▶ **EXERCISE DIRECTIONS**:
Scan the records for the string "connections", then copy each line that has it.

Content starts

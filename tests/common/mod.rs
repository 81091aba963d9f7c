#![allow(dead_code)]

use rpgworld_rust::config::EngineConfig;
use rpgworld_rust::content::{ContentKind, MemorySource};
use rpgworld_rust::model::{Direction, GridPos};
use rpgworld_rust::script::capability::Inboxes;
use rpgworld_rust::session::GameSession;
use serde_json::{Value, json};

pub const TILESET: &str = r#"{
    "name": "overworld",
    "tiles": [
        { "frame": 0 },
        { "frame": 1, "priority": 1, "collision": { "up": true, "down": true, "left": true, "right": true } },
        { "frame": 8, "animation": { "start": 8, "count": 4, "speed": 10, "repeat": true } }
    ]
}"#;

pub const CATALOG: &str = r#"{ "potion": { "price": 10 }, "ether": { "price": 25 } }"#;

/// Floor everywhere on layer 0, nothing above.
pub fn grid_map(width: u32, height: u32, npcs: Value, connections: Value) -> String {
    let floor = vec![vec![1u32; height as usize]; width as usize];
    let blank = vec![vec![0u32; height as usize]; width as usize];
    json!({
        "mapConfig": {
            "size": { "x": width, "y": height },
            "tileset": "overworld",
            "backgroundMusic": "town_theme"
        },
        "mapData": {
            "tile": [floor, blank.clone(), blank],
            "npcs": npcs,
            "connections": connections
        }
    })
    .to_string()
}

pub fn npc(x: u32, y: u32, script: &str) -> Value {
    json!({ "spritesheet": "villager", "position": { "x": x, "y": y }, "script": script })
}

pub const SCRIPTS: &[(&str, &str)] = &[
    (
        "quest",
        "ask {Quest?} {Yes} {No}\n\
         if choice 0 then\n  setflag flag_quest\n  give {potion} 1\nelse\n  say {Maybe later}\nendif",
    ),
    ("greeter", "say {Hello}\nlog {greeted}"),
    ("merchant", "shop {Ada}\n  sell {potion} 10 5\nendshop\nsetflag flag_shopped"),
    (
        "fighter",
        "battle\nif won then setflag flag_beat else setflag flag_lost endif",
    ),
    ("broken", "fail {boom}"),
    ("late_failure", "say {hi}\nfail {boom}"),
    ("generous", "give {potion} 0\ngive {} 3\ngive {unknown} 2\ngive {ether} 2"),
];

/// A 10×10 town with one NPC at (5, 5) running `script`, plus a house
/// reachable through a connection at (0, 9).
pub fn content(script: &str) -> MemorySource {
    let town = grid_map(
        10,
        10,
        json!([npc(5, 5, script)]),
        json!([{ "source": { "x": 0, "y": 9 }, "targetMap": "house", "target": { "x": 2, "y": 2 } }]),
    );
    let house = grid_map(4, 4, json!([]), json!([]));

    let mut source = MemorySource::new()
        .with(ContentKind::Tileset, "overworld", TILESET)
        .with(ContentKind::Map, "town", town)
        .with(ContentKind::Map, "house", house)
        .with(ContentKind::Catalog, "ItemList.json", CATALOG);
    for (name, src) in SCRIPTS {
        source.insert(ContentKind::Script, name, *src);
    }
    source
}

pub fn config() -> EngineConfig {
    EngineConfig {
        start_map: "town".to_string(),
        ..EngineConfig::default()
    }
}

/// Session with the player standing at (5, 6) facing the NPC above.
pub fn facing_npc(script: &str) -> GameSession<Inboxes> {
    let mut session =
        GameSession::new(config(), Box::new(content(script)), Inboxes::default()).unwrap();
    session.player_mut().actor.place(GridPos::new(5, 6));
    session.player_mut().actor.set_facing(Direction::Up);
    session
}
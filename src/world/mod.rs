pub mod actor;
pub mod batch;
pub mod map;
pub mod tile;

use crate::model::DEFAULT_TILE_SIZE;
use crate::world::tile::WrapPolicy;

/// Knobs every map is built with.
#[derive(Debug, Clone, Copy, PartialEq, Eq)]
pub struct WorldOptions {
    pub tile_size: u32,
    /// Ticks per step for NPCs whose map entry gives no speed.
    pub default_npc_speed: u32,
    pub floor_wrap: WrapPolicy,
    pub decor_wrap: WrapPolicy,
}

impl Default for WorldOptions {
    fn default() -> Self {
        Self {
            tile_size: DEFAULT_TILE_SIZE,
            default_npc_speed: 5,
            floor_wrap: WrapPolicy::Floor,
            decor_wrap: WrapPolicy::Decor,
        }
    }
}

Content ends

▶ **RESPONSE**:
pub fn grid_map(width: u32, height: u32, npcs: Value, connections: Value) -> String {
            "connections": connections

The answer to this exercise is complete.